Lutz Bassmann, Elli Kronauer, Manuela Draeger, Antoine Volodine…

Il est très particulier d’assister à une rencontre avec Antoine Volodine, pour la simple raison qu’il parle de ses autres pseudos comme si ses derniers existaient à part entière en tant qu’individus réels, et constituaient, avec lui, une communauté.

Cette rentrée littéraire, il la souhaitait aussi très particulière. Il a en effet choisi de publier simultanément chez trois éditeurs différents, sous trois noms différents, trois romans. Plusieurs hétéronymes existaient déjà. Il ne s’agissait pas, affirme-t-il, d’une opération commerciale, mais de la volonté d’affirmer une bonne fois pour toutes ce phénomène d’être plusieurs voix. Un phénomène unique en son genre : matérialiser des personnages écrivains en les faisant publier sous leur nom de plume dans la vie réelle…

« À nos lecteurs

Il y a 25 ans, Volodine, l’un d’entre nous, a commencé à publier des livres. Ces livres avaient pour décor des paysages bizarres, déformés par la guerre et les ruines, et pour héros des personnages pas vraiment humains, qui marchaient dans le feu ou se déplaçaient de rêve en rêve. Pour que le lecteur et la lectrice prennent contact avec ses univers parallèles et fantastiques, Volodine les entraînait à l’intérieur des aberrations mentales de ses personnages, au centre de leur folie, de leur culture non humaine de violence et de magie. Privés de point de vue objectif, les visiteurs n’avaient pour repères que les hallucinations de malades, de marginaux et de monstres.

Après plusieurs années de publication, Volodine s’est rendue compte de plusieurs choses : un, ses romans ne pouvaient guère être résumés, ce qui posait souvent de gros problèmes quand il s’agissait d’en rendre compte. Deux, même s’ils ne reprenaient pas les mêmes personnages ni les mêmes décors, ni les mêmes époques, ils formaient une matière continue, comme si chacun constituait un gros chapitre dans un énorme objet romanesque. Trois, tous paraissaient avoir été fabriqués à plusieurs voix, avec des fragments d’histoires vécues collectivement, et racontées, dans un même livre, par des conteurs différents. Quatre, coûte que coûte et sans dévier, il fallait poursuivre cette aventure littéraire.

Nous étions alors au début des années quatre-vingt-dix. Volodine s’est accroché à ce qui était désormais à la fois son projet et notre projet et il a poursuivi l’aventure. On peut synthétiser cela en quelques phrases. Des prisonniers des deux sexes, condamnés à l’isolement et à la perpétuité dans un quartier de haute sécurité, sombrent ensemble dans le désespoir et la folie.

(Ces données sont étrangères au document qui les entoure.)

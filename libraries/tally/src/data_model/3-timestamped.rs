//! # Timestamped
//! A device must never "forget" an event it created, so each event carries
//! its `within_device_events_index`: the nth event a device creates has
//! index n, monotonically and gaplessly. Ordering *across* devices is by
//! the `timestamp` field, which is also why `timestamp` comes first in the
//! struct — the derived `Ord` sorts chronologically.

#[derive(Clone, Debug, serde::Serialize, serde::Deserialize, PartialEq, Eq, Ord, PartialOrd)]
#[cfg_attr(target_arch = "wasm32", derive(tsify::Tsify))]
#[cfg_attr(target_arch = "wasm32", tsify(from_wasm_abi, into_wasm_abi))]
pub struct Timestamped<E> {
    pub timestamp: chrono::DateTime<chrono::Utc>,
    pub within_device_events_index: usize,
    pub event: E,
}

impl<E> Timestamped<E> {
    pub fn map<G, F: Fn(E) -> G>(self, f: F) -> Timestamped<G> {
        Timestamped {
            timestamp: self.timestamp,
            within_device_events_index: self.within_device_events_index,
            event: f(self.event),
        }
    }

    pub fn as_ref(&self) -> Timestamped<&E> {
        Timestamped {
            timestamp: self.timestamp,
            within_device_events_index: self.within_device_events_index,
            event: &self.event,
        }
    }
}

impl<E, Error> Timestamped<Result<E, Error>> {
    pub fn transpose(self) -> Result<Timestamped<E>, Error> {
        let Timestamped {
            event,
            timestamp,
            within_device_events_index,
        } = self;
        event.map(|event| Timestamped {
            event,
            timestamp,
            within_device_events_index,
        })
    }
}

impl<E: crate::Event> crate::Event for Timestamped<E> {
    fn to_json(&self) -> Result<serde_json::Value, serde_json::Error> {
        let s = self.as_ref().map(|e| e.to_json()).transpose()?;
        serde_json::to_value(&s)
    }

    fn from_json(json: &serde_json::Value) -> Result<Self, serde_json::Error> {
        let s = serde_json::from_value::<Timestamped<serde_json::Value>>(json.clone())?;
        s.map(|e| E::from_json(&e)).transpose()
    }
}

pub trait IndexedEvent {
    fn within_device_events_index(&self) -> usize;
}

impl<E> IndexedEvent for Timestamped<E> {
    fn within_device_events_index(&self) -> usize {
        self.within_device_events_index
    }
}
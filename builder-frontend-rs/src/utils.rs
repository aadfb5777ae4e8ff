pub fn set_panic_hook() {
    // When the `console_error_panic_hook` feature is enabled, we can call the
    // `set_panic_hook` function at least once during initialization, and then
    // we will get better error messages if our code ever panics.
    //
    // For more details see
    // https://github.com/rustwasm/console-error-panic-hook#readme
    #[cfg(feature = "console_error_panic_hook")]
    console_error_panic_hook::set_once();
}

#[cfg(target_arch = "wasm32")]
const DEVICE_ID_KEY: &str = "sentence-builder-device-id";

/// A stable id for this browser/device, minted once and kept in
/// localStorage. Events are sequenced per device, so the id must survive
/// reloads; if storage is unavailable we fall back to a throwaway id and
/// this device's events simply start a fresh sequence.
#[cfg(target_arch = "wasm32")]
pub fn get_or_create_device_id() -> String {
    let storage = web_sys::window().and_then(|w| w.local_storage().ok().flatten());
    let Some(storage) = storage else {
        log::warn!("localStorage unavailable, using a throwaway device id");
        return minted::mint_id();
    };

    if let Ok(Some(existing)) = storage.get_item(DEVICE_ID_KEY) {
        return existing;
    }

    let fresh = minted::mint_id();
    if let Err(e) = storage.set_item(DEVICE_ID_KEY, &fresh) {
        log::warn!("could not persist device id: {e:?}");
    }
    fresh
}

#[cfg(not(target_arch = "wasm32"))]
pub fn get_or_create_device_id() -> String {
    minted::mint_id()
}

Ils chuchotent dans leurs cellules des récits, des inventions poétiques et des souvenirs, principalement des souvenirs de combats et de défaites. Ils imaginent des miettes de romans, des textes courts. Ces bribes sontrecueillies et un porte-parole les combine pour en faire des livres. Ce sont donc des livres de prison dits et façonnés collectivement, à plusieurs voix, et, pendant une quinzaine d’années, c’est Volodine qui les a signés.

après des années de publication, la question de la signature s’est posée. Qui est l’auteur quand l’histoire est racontée par des personnages incarcérés à l’extérieur de l’histoire ? Qui est l’auteur quand celui dont le nom figure sur la couverture n’a fait que rassembler des images et des récits élaborés par une communauté d’écrivains, des écrivains des deux sexes et parfois anonymes, parfois non ? Tout à coup, face à ce vaste roman multiplié, dans cette masse romanesque sans mesure où les voix s’échangent et se superposent, l’œuvre n’appartient plus à un unique passeur. En même temps, la fiction devient un élément fondateur du réel. Les prisonniers-écrivains acquièrent une stature concrète. Ils existent avec autant de force dans la fiction que dans le monde éditorial où ils peuvent publier des livres. Longtemps Volodine a œuvré en tant que porte-parole de ces prisonniers imaginaires, et il continuera à le faire. Mais, au côté de Volodine, il est temps aujourd’hui de reconnaître le droit à l’existence de voix aussi originales que celles d’Elli Kronauer, de Manuela Draeger et de Lutz Bassmann. Plus que des personnages créés de toutes pièces, ce sont bien des auteurs à part entière, dont les œuvres singulières s’intègrent dans l’édifice construit collectivement. Chacun de ces auteurs possède un univers qui lui est propre, une sensibilité au monde, des thèmes de prédilection. Chacun d’eux a sa langue. Tous participent, sans jamais s’en écarter, à une longue marche littéraire qui ne cherche pas à faire école et qui pour eux n’a aucune prétention, sinon celle de les aider à survivre un peu encore. Voilà tout. » Lutz Bassmann, Manuela Draeger, Elli Kronauer, Antoine Volodine.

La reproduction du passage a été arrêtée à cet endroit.